Por supuesto, no hay nada malo en querer tener un excelente servicio dominical. El problema es cuando creemos que es el espectáculo que convierte a los pecadores o que transforma a los miembros. Cuando ponemos nuestra dependencia en nuestro “show”, en la capacidad de los mejores músicos, o el expositor más carismático, o cosas por el estilo. Cuando eso pasa ya no estamos confiando en Dios, ni en el poder de la cruz, o el obrar del Espíritu Santo. El espectáculo puede impactar, pero ¿Será permanente tal clase de impacto? O ¿Será simplemente un toque emocional? Está bien querer mover las emociones, no obstante, no debemos pensar que una experiencia emocional es la misma cosa que un arrepentimiento o una renuncia. Además, hay una línea fina entre querer tocar las emociones y manipular las emociones.
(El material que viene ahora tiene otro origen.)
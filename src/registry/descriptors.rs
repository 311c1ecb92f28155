//! Descriptor records for the reflectable surface of the loaded release.
//!
//! Each descriptor is a plain data record: which node kinds a type covers,
//! which members it exposes and with what structural shape, which symbolic
//! members an enumeration declares. Descriptors carry everything needed to
//! *construct* an accessor, so the factory never has to consult the host
//! library again after first use.

use std::sync::Arc;

use indexmap::IndexMap;
use smol_str::SmolStr;

use crate::tree::RawKind;

/// Structural shape of a separator-delimited sub-collection member.
#[derive(Debug, Clone, PartialEq, Eq)]
pub struct ListShape {
    /// Kinds an element of the collection may have.
    pub element_kinds: Arc<[RawKind]>,
    /// Kind of the separator token between elements.
    pub separator: RawKind,
    /// Source text of a separator token, used when synthesizing one.
    pub separator_text: SmolStr,
    /// Child index where the first element lives when the collection is
    /// empty (insertion point for the first appended element).
    pub slot: usize,
}

/// Structural shape of a single member on an owning node type.
#[derive(Debug, Clone, PartialEq, Eq)]
pub enum MemberShape {
    /// An optional token slot (keywords, operators, identifiers).
    ///
    /// Accessors bind to the first direct child token of this kind.
    Token {
        kind: RawKind,
        /// Child index where the token is inserted when currently absent.
        slot: usize,
    },
    /// An optional child node slot.
    ///
    /// Accessors bind to the first direct child node whose kind is in
    /// `kinds`; a grammar with several same-kinded slots on one owner
    /// must give them disjoint kind sets.
    Node {
        kinds: Arc<[RawKind]>,
        slot: usize,
    },
    /// A homogeneous, separator-delimited sub-collection.
    List(Arc<ListShape>),
}

impl MemberShape {
    /// Short name of the shape, for diagnostics.
    pub fn describe(&self) -> &'static str {
        match self {
            MemberShape::Token { .. } => "token",
            MemberShape::Node { .. } => "node",
            MemberShape::List(_) => "list",
        }
    }
}

/// A single member declared by a node type in the loaded release.
#[derive(Debug, Clone, PartialEq, Eq)]
pub struct MemberDescriptor {
    pub name: SmolStr,
    pub shape: MemberShape,
}

/// A node type declared by the loaded release.
///
/// Most types cover exactly one node kind. Union types (a general shape
/// fronting several concrete kinds, e.g. "any pattern") cover several.
#[derive(Debug, Clone, PartialEq, Eq)]
pub struct TypeDescriptor {
    pub name: SmolStr,
    /// Node kinds a node of this type may have, sorted ascending.
    pub kinds: Box<[RawKind]>,
    /// Members by name, in declaration order.
    pub members: IndexMap<SmolStr, MemberDescriptor>,
}

impl TypeDescriptor {
    /// Whether a node of the given kind is an instance of this type.
    pub fn matches(&self, kind: RawKind) -> bool {
        self.kinds.binary_search(&kind).is_ok()
    }

    /// Look up a member by name.
    pub fn member(&self, name: &str) -> Option<&MemberDescriptor> {
        self.members.get(name)
    }
}

/// An enumeration declared by the loaded release, with its symbolic members.
#[derive(Debug, Clone, PartialEq, Eq)]
pub struct EnumDescriptor {
    pub name: SmolStr,
    /// Declared members, name to underlying value, in declaration order.
    pub members: IndexMap<SmolStr, u16>,
}

impl EnumDescriptor {
    /// An enumeration with no declared members, used when the loaded
    /// release does not define the enumeration at all.
    pub fn empty(name: impl Into<SmolStr>) -> Self {
        Self {
            name: name.into(),
            members: IndexMap::new(),
        }
    }
}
Debemos hacer nuestro mejor esfuerzo para tener un culto dominical excelente. No obstante, no debemos dejar de lado las otras prioridades de la iglesia para hacerlo. Tampoco debemos depender de la excelencia de nuestro equipo de músicos o de la elocuencia de nuestros predicadores para la transformación que anhelamos ver en la gente. Son los consumistas que dependen de sus propios recursos, que buscan impresionar con sus productos, que invierten en las cosas más “rentables” en vez de las cosas más bíblicas.
El consumismo ha afectado la iglesia evangélica de una forma directa y clara. Hemos compartido las primeras cuatro formas. En nuestro próximo artículo presentaremos las siguientes cuatro formas.
[1] David Wells, God in the Wasteland, p. 75.
[2] Karl Barth, citado en David Wells, God in the Wasteland, p. 60.